▶ _What is needed_: Return every line of the listing below, unchanged, from its first line to the line holding "complexity for the", that line included.

▶ _The data_:
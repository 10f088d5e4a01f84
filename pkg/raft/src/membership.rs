//! Interprets configuration-change log entries and maintains the current
//! voting configuration.
//!
//! Design decision: voting-affecting effects (`AddNode`, `DemoteNode`,
//! `RemoveNode`) take effect only at *application* (commit) time, never at
//! offer time. This sidesteps the truncation-reversal complexity for the
//! destructive `RemoveNode` case and is applied uniformly to all three for
//! consistency. `AddNonVotingNode` is the one entry type that *does* take
//! effect at offer time (so the leader can start replicating to a learner
//! immediately); because it mutates the table at offer time, that mutation
//! is reversed on truncation.

use crate::errors::*;
use crate::node::{Node, NodeTable};
use crate::protos::{LogEntry, LogEntryData, ServerId};

/// What happened to the node table as a result of applying an entry.
/// Surfaced to the host via the optional `membership_event` callback.
#[derive(Debug, Clone, Copy, PartialEq, Eq)]
pub enum MembershipEvent {
	NonVotingNodeAdded(ServerId),
	NodePromoted(ServerId),
	NodeDemoted(ServerId),
	NodeRemoved(ServerId),
}

/// Tracks whether a voting-configuration-changing entry is currently
/// in flight.
#[derive(Debug, Default)]
pub struct Membership {
	in_flight: bool,
}

impl Membership {
	pub fn new() -> Self {
		Membership { in_flight: false }
	}

	pub fn voting_change_in_flight(&self) -> bool {
		self.in_flight
	}

	/// Called by the leader before proposing a new voting-config-changing
	/// entry; enforces the one-in-flight-at-a-time rule.
	pub fn check_can_propose(&self, data: &LogEntryData) -> Result<()> {
		if data.is_voting_config_change() && self.in_flight {
			return Err(ErrorKind::OneVotingChangeOnly.into());
		}
		Ok(())
	}

	/// Invoked when `entry` is offered into the log (appended, not yet
	/// committed), on every server. Mutates the node table only for
	/// `AddNonVotingNode`; records in-flight status for voting changes.
	pub fn on_offer<C: Default>(&mut self, entry: &LogEntry, nodes: &mut NodeTable<C>, next_index: crate::protos::LogIndex) {
		match &entry.data {
			LogEntryData::AddNonVotingNode { node_id, .. } => {
				if !nodes.contains(*node_id) {
					nodes.insert(Node::new(*node_id, false, next_index, C::default()));
				}
			}
			other if other.is_voting_config_change() => {
				self.in_flight = true;
			}
			_ => {}
		}
	}

	/// Invoked when `entry` is applied (its index has been committed and
	/// `last_applied_index` has reached it). Mutates the table for the
	/// voting-changing variants and clears the in-flight flag. Returns the
	/// event to forward to the host, and `true` if the removed node was
	/// `self_id` (the server must begin shutting down).
	pub fn on_apply<C>(
		&mut self,
		entry: &LogEntry,
		nodes: &mut NodeTable<C>,
		self_id: ServerId,
	) -> (Option<MembershipEvent>, bool) {
		match &entry.data {
			LogEntryData::AddNonVotingNode { node_id, .. } => {
				(Some(MembershipEvent::NonVotingNodeAdded(*node_id)), false)
			}
			LogEntryData::AddNode { node_id } => {
				if let Some(n) = nodes.get_mut(*node_id) {
					n.voting = true;
				}
				self.in_flight = false;
				(Some(MembershipEvent::NodePromoted(*node_id)), false)
			}
			LogEntryData::DemoteNode { node_id } => {
				if let Some(n) = nodes.get_mut(*node_id) {
					n.voting = false;
				}
				self.in_flight = false;
				(Some(MembershipEvent::NodeDemoted(*node_id)), false)
			}
			LogEntryData::RemoveNode { node_id } => {
				nodes.remove(*node_id);
				self.in_flight = false;
				let is_self = *node_id == self_id;
				(Some(MembershipEvent::NodeRemoved(*node_id)), is_self)
			}
			LogEntryData::Normal(_) => (None, false),
		}
	}

	/// Invoked for each entry dropped by `Log::truncate_from`, in the
	/// tail-first order `Log::truncate_from` returns them in. Reverses
	/// whatever `on_offer` did for that entry.
	pub fn on_truncate<C>(&mut self, dropped: &[LogEntry], nodes: &mut NodeTable<C>) {
		for entry in dropped {
			match &entry.data {
				LogEntryData::AddNonVotingNode { node_id, .. } => {
					nodes.remove(*node_id);
				}
				other if other.is_voting_config_change() => {
					// The one-in-flight rule plus the "never truncate a
					// committed index" rule together guarantee this entry
					// was never applied, so it is safe to unconditionally
					// clear the flag it set on offer.
					self.in_flight = false;
				}
				_ => {}
			}
		}
	}
}
//! A deterministic, in-process multi-server test harness.
//!
//! There is no real transport: `TestCallbacks::send_*` pushes the outbound
//! message into a shared queue, and `Cluster::drain` delivers it by calling
//! straight into the target `Server`, then immediately routes the
//! synchronous response back to the sender. This keeps the whole cluster
//! single-threaded and step-by-step reproducible.

#![allow(dead_code)]

use std::cell::RefCell;
use std::collections::{HashMap, HashSet, VecDeque};
use std::rc::Rc;
use std::time::Duration;

use raft::callbacks::{CallbackResult, RaftCallbacks};
use raft::config::RaftConfig;
use raft::consensus::{CommitStatus, Server};
use raft::membership::MembershipEvent;
use raft::node::Node;
use raft::protos::*;

pub enum Outbound {
	RequestVote { from: ServerId, to: ServerId, msg: RequestVoteRequest },
	AppendEntries { from: ServerId, to: ServerId, msg: AppendEntriesRequest },
}

pub struct TestCallbacks {
	pub id: ServerId,
	outbox: Rc<RefCell<VecDeque<Outbound>>>,
	pub applied: Vec<(LogIndex, LogEntry)>,
	pub sufficient_logs_fired: Vec<ServerId>,
	pub membership_events: Vec<(ServerId, MembershipEvent)>,
	pub persisted_term: Option<Term>,
	pub persisted_vote: Option<Option<ServerId>>,
	pub log_offer_calls: usize,
	pub log_pop_calls: usize,
	last_persisted_term: Term,
	/// `(term, candidate)` for every vote this server has ever granted,
	/// in order. Used to check that a server never grants two different
	/// candidates a vote in the same term.
	pub vote_log: Vec<(Term, ServerId)>,
}

impl TestCallbacks {
	fn new(id: ServerId, outbox: Rc<RefCell<VecDeque<Outbound>>>) -> Self {
		TestCallbacks {
			id,
			outbox,
			applied: Vec::new(),
			sufficient_logs_fired: Vec::new(),
			membership_events: Vec::new(),
			persisted_term: None,
			persisted_vote: None,
			log_offer_calls: 0,
			log_pop_calls: 0,
			last_persisted_term: 0,
			vote_log: Vec::new(),
		}
	}
}

impl RaftCallbacks<()> for TestCallbacks {
	fn send_requestvote(&mut self, node: &Node<()>, msg: RequestVoteRequest) -> CallbackResult {
		self.outbox.borrow_mut().push_back(Outbound::RequestVote { from: self.id, to: node.id, msg });
		Ok(())
	}

	fn send_appendentries(&mut self, node: &Node<()>, msg: AppendEntriesRequest) -> CallbackResult {
		self.outbox.borrow_mut().push_back(Outbound::AppendEntries { from: self.id, to: node.id, msg });
		Ok(())
	}

	fn applylog(&mut self, entry: &LogEntry, index: LogIndex) -> CallbackResult {
		self.applied.push((index, entry.clone()));
		Ok(())
	}

	fn persist_vote(&mut self, voted_for: Option<ServerId>) -> CallbackResult {
		self.persisted_vote = Some(voted_for);
		if let Some(candidate) = voted_for {
			self.vote_log.push((self.last_persisted_term, candidate));
		}
		Ok(())
	}

	fn persist_term(&mut self, term: Term) -> CallbackResult {
		self.persisted_term = Some(term);
		self.last_persisted_term = term;
		Ok(())
	}

	fn log_offer(&mut self, _entry: &LogEntry, _index: LogIndex) -> CallbackResult {
		self.log_offer_calls += 1;
		Ok(())
	}

	fn log_pop(&mut self, _entry: &LogEntry, _index: LogIndex) -> CallbackResult {
		self.log_pop_calls += 1;
		Ok(())
	}

	fn node_has_sufficient_logs(&mut self, node: &Node<()>) -> CallbackResult {
		self.sufficient_logs_fired.push(node.id);
		Ok(())
	}

	fn membership_event(&mut self, node_id: ServerId, event: MembershipEvent) {
		self.membership_events.push((node_id, event));
	}
}

pub struct Cluster {
	servers: HashMap<ServerId, Server<TestCallbacks, ()>>,
	outbox: Rc<RefCell<VecDeque<Outbound>>>,
	isolated: HashSet<ServerId>,
}

impl Cluster {
	/// Builds a cluster of `ids.len()` voting members, all bootstrapped
	/// with the same initial configuration, all starting as followers at
	/// term 0.
	pub fn new(ids: &[ServerId]) -> Self {
		let outbox = Rc::new(RefCell::new(VecDeque::new()));
		let initial_nodes: Vec<(ServerId, bool)> = ids.iter().map(|&id| (id, true)).collect();

		let mut servers = HashMap::new();
		for &id in ids {
			let config = RaftConfig::new(id).with_initial_nodes(initial_nodes.clone());
			let callbacks = TestCallbacks::new(id, outbox.clone());
			servers.insert(id, Server::new(config, Metadata::default(), callbacks));
		}

		Cluster { servers, outbox, isolated: HashSet::new() }
	}

	pub fn server(&self, id: ServerId) -> &Server<TestCallbacks, ()> {
		self.servers.get(&id).unwrap()
	}

	pub fn server_mut(&mut self, id: ServerId) -> &mut Server<TestCallbacks, ()> {
		self.servers.get_mut(&id).unwrap()
	}

	pub fn isolate(&mut self, id: ServerId) {
		self.isolated.insert(id);
	}

	pub fn rejoin(&mut self, id: ServerId) {
		self.isolated.remove(&id);
	}

	/// Advances every server's clock by `elapsed` and fully drains the
	/// resulting message traffic before returning.
	pub fn tick_all(&mut self, elapsed: Duration) {
		let ids: Vec<ServerId> = self.servers.keys().cloned().collect();
		for id in ids {
			if !self.isolated.contains(&id) {
				self.servers.get_mut(&id).unwrap().tick(elapsed).unwrap();
			}
		}
		self.drain();
	}

	pub fn tick_one(&mut self, id: ServerId, elapsed: Duration) {
		self.servers.get_mut(&id).unwrap().tick(elapsed).unwrap();
		self.drain();
	}

	/// Proposes an entry on `leader_id` and drains traffic until it
	/// settles.
	pub fn propose(
		&mut self,
		leader_id: ServerId,
		entry_id: EntryId,
		data: LogEntryData,
	) -> raft::errors::Result<EntryResponse> {
		let resp = self.servers.get_mut(&leader_id).unwrap().recv_entry(entry_id, data)?;
		self.drain();
		Ok(resp)
	}

	pub fn leaders(&self) -> Vec<ServerId> {
		self.servers
			.values()
			.filter(|s| s.is_leader())
			.map(|s| s.id())
			.collect()
	}

	pub fn commit_status(&self, id: ServerId, resp: EntryResponse) -> CommitStatus {
		self.servers.get(&id).unwrap().msg_entry_response_committed(resp)
	}

	fn drain(&mut self) {
		loop {
			let next = self.outbox.borrow_mut().pop_front();
			let msg = match next {
				Some(m) => m,
				None => break,
			};

			match msg {
				Outbound::RequestVote { from, to, msg } => {
					if self.isolated.contains(&from) || self.isolated.contains(&to) {
						continue;
					}
					let response = match self.servers.get_mut(&to) {
						Some(s) => s.recv_requestvote(from, msg).unwrap(),
						None => continue,
					};
					if let Some(origin) = self.servers.get_mut(&from) {
						origin.recv_requestvote_response(to, response).unwrap();
					}
				}
				Outbound::AppendEntries { from, to, msg } => {
					if self.isolated.contains(&from) || self.isolated.contains(&to) {
						continue;
					}
					let response = match self.servers.get_mut(&to) {
						Some(s) => s.recv_appendentries(from, msg).unwrap(),
						None => continue,
					};
					if let Some(origin) = self.servers.get_mut(&from) {
						origin.recv_appendentries_response(to, response).unwrap();
					}
				}
			}
		}
	}
}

▶ _Written solution_:
repository 10f088d5e4a01f84
filename pkg/raft/src/membership.rs
//! Interprets configuration-change log entries and maintains the current
//! voting configuration.
//!
//! Design decision: voting-affecting effects (`AddNode`, `DemoteNode`,
//! `RemoveNode`) take effect only at *application* (commit) time, never at
//! offer time. This sidesteps the truncation-reversal complexity for the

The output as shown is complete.